= Work instructions =
Each line that includes the word "ConfigValue" should be copied from the records.

Items from a data source:
________________________
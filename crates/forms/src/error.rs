//! Form errors.

use thiserror::Error;
use toolwiz_core::{Integration, ToolType};

/// Errors raised while rendering or editing a form.
#[derive(Debug, Clone, PartialEq, Eq, Error)]
pub enum FormError {
    /// The edited key is not on the rendered form.
    #[error("Field not visible: {0}")]
    FieldNotVisible(String),

    /// No such sub-operation for the integration.
    #[error("Unknown operation for {integration}: {operation}")]
    UnknownOperation {
        /// Integration the node belongs to
        integration: Integration,
        /// Requested operation value
        operation: String,
    },

    /// The node's tool is not an integration with an operation form.
    #[error("Node has no integration tool attached")]
    NoIntegration,

    /// Nothing registered for a tool kind.
    #[error("No form renderer registered for {0}")]
    NoRenderer(ToolType),
}
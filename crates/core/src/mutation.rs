//! Draft mutation requests.
//!
//! Renderers and the wizard never hold a mutable handle on the draft. They
//! describe the edit (field path + value) and the host applies it.

use serde::{Deserialize, Serialize};
use std::fmt;
use std::str::FromStr;

use crate::{ConfigValue, DraftError, ToolDraft, ToolType};

/// Address of one editable field of a draft.
#[derive(Debug, Clone, PartialEq, Eq, Hash, Serialize, Deserialize)]
#[serde(try_from = "String", into = "String")]
pub enum FieldPath {
    /// `name`
    Name,

    /// `description`
    Description,

    /// `type`
    Type,

    /// `code`
    Code,

    /// `is_active`
    IsActive,

    /// `config.<key>`
    Config(String),
}

impl FieldPath {
    /// Path of a config entry.
    pub fn config(key: impl Into<String>) -> Self {
        FieldPath::Config(key.into())
    }
}

impl fmt::Display for FieldPath {
    fn fmt(&self, f: &mut fmt::Formatter<'_>) -> fmt::Result {
        match self {
            FieldPath::Name => f.write_str("name"),
            FieldPath::Description => f.write_str("description"),
            FieldPath::Type => f.write_str("type"),
            FieldPath::Code => f.write_str("code"),
            FieldPath::IsActive => f.write_str("is_active"),
            FieldPath::Config(key) => write!(f, "config.{}", key),
        }
    }
}

impl FromStr for FieldPath {
    type Err = DraftError;

    fn from_str(s: &str) -> Result<Self, Self::Err> {
        match s {
            "name" => Ok(FieldPath::Name),
            "description" => Ok(FieldPath::Description),
            "type" => Ok(FieldPath::Type),
            "code" => Ok(FieldPath::Code),
            "is_active" => Ok(FieldPath::IsActive),
            other => match other.strip_prefix("config.") {
                Some(key) if !key.is_empty() => Ok(FieldPath::Config(key.to_string())),
                _ => Err(DraftError::UnknownField(other.to_string())),
            },
        }
    }
}

impl TryFrom<String> for FieldPath {
    type Error = DraftError;

    fn try_from(s: String) -> Result<Self, Self::Error> {
        s.parse()
    }
}

impl From<FieldPath> for String {
    fn from(path: FieldPath) -> Self {
        path.to_string()
    }
}

/// Kind of input control that produced an edit.
#[derive(Debug, Clone, Copy, PartialEq, Eq, Serialize, Deserialize)]
#[serde(rename_all = "snake_case")]
pub enum InputKind {
    /// Single-line text input
    Text,

    /// Multi-line text area
    TextArea,

    /// Dropdown
    Select,

    /// Checkbox; the event carries `checked`
    Checkbox,
}

/// A change event from an input control, addressed by field name.
#[derive(Debug, Clone, PartialEq, Eq, Serialize, Deserialize)]
pub struct InputEvent {
    /// Field name, e.g. `name` or `config.instance_url`
    pub name: String,

    /// Control kind
    pub kind: InputKind,

    /// Text value (text, textarea, select)
    #[serde(default)]
    pub value: String,

    /// Checked state (checkbox)
    #[serde(default)]
    pub checked: bool,
}

impl InputEvent {
    /// Text input change.
    pub fn text(name: impl Into<String>, value: impl Into<String>) -> Self {
        Self {
            name: name.into(),
            kind: InputKind::Text,
            value: value.into(),
            checked: false,
        }
    }

    /// Select change.
    pub fn select(name: impl Into<String>, value: impl Into<String>) -> Self {
        Self {
            kind: InputKind::Select,
            ..Self::text(name, value)
        }
    }

    /// Checkbox toggle.
    pub fn checkbox(name: impl Into<String>, checked: bool) -> Self {
        Self {
            name: name.into(),
            kind: InputKind::Checkbox,
            value: String::new(),
            checked,
        }
    }
}

/// New value for a field.
#[derive(Debug, Clone, PartialEq, Eq, Serialize, Deserialize)]
#[serde(untagged)]
pub enum FieldValue {
    /// Text, select and textarea values
    Text(String),

    /// Checkbox state
    Flag(bool),
}

impl From<FieldValue> for ConfigValue {
    fn from(value: FieldValue) -> Self {
        match value {
            FieldValue::Text(s) => ConfigValue::Text(s),
            FieldValue::Flag(b) => ConfigValue::Flag(b),
        }
    }
}

/// A described edit: set `path` to `value`.
#[derive(Debug, Clone, PartialEq, Eq, Serialize, Deserialize)]
pub struct DraftMutation {
    /// Target field
    pub path: FieldPath,

    /// New value
    pub value: FieldValue,
}

impl DraftMutation {
    /// Set a text field.
    pub fn text(path: FieldPath, value: impl Into<String>) -> Self {
        Self {
            path,
            value: FieldValue::Text(value.into()),
        }
    }

    /// Set a boolean field.
    pub fn flag(path: FieldPath, value: bool) -> Self {
        Self {
            path,
            value: FieldValue::Flag(value),
        }
    }

    /// Select a tool kind.
    pub fn tool_type(tool_type: ToolType) -> Self {
        Self::text(FieldPath::Type, tool_type.as_str())
    }
}

impl TryFrom<&InputEvent> for DraftMutation {
    type Error = DraftError;

    fn try_from(event: &InputEvent) -> Result<Self, Self::Error> {
        let path: FieldPath = event.name.parse()?;
        let value = match event.kind {
            InputKind::Checkbox => FieldValue::Flag(event.checked),
            _ => FieldValue::Text(event.value.clone()),
        };
        Ok(Self { path, value })
    }
}

impl ToolDraft {
    /// Apply a single field edit.
    ///
    /// Values are staged as given; nothing is parsed or shape-checked.
    pub fn apply(&mut self, mutation: &DraftMutation) -> Result<(), DraftError> {
        match (&mutation.path, &mutation.value) {
            (FieldPath::Name, FieldValue::Text(v)) => self.name = v.clone(),
            (FieldPath::Description, FieldValue::Text(v)) => self.description = v.clone(),
            (FieldPath::Code, FieldValue::Text(v)) => self.code = v.clone(),
            (FieldPath::Type, FieldValue::Text(v)) => {
                self.tool_type = if v.is_empty() { None } else { Some(v.parse()?) };
            }
            (FieldPath::IsActive, FieldValue::Flag(b)) => self.is_active = *b,
            (FieldPath::Config(key), value) => {
                self.config.set(key.clone(), value.clone());
            }
            (path, FieldValue::Text(_)) => {
                return Err(DraftError::TypeMismatch {
                    field: path.to_string(),
                    expected: "boolean",
                })
            }
            (path, FieldValue::Flag(_)) => {
                return Err(DraftError::TypeMismatch {
                    field: path.to_string(),
                    expected: "text",
                })
            }
        }
        Ok(())
    }

    /// Apply an input event by field name.
    pub fn apply_input(&mut self, event: &InputEvent) -> Result<(), DraftError> {
        let mutation = DraftMutation::try_from(event)?;
        self.apply(&mutation)
    }
}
________________________
= Result =
use crate::{ConfigValue, DraftError, ToolDraft, ToolType};
impl From<FieldValue> for ConfigValue {
            FieldValue::Text(s) => ConfigValue::Text(s),
            FieldValue::Flag(b) => ConfigValue::Flag(b),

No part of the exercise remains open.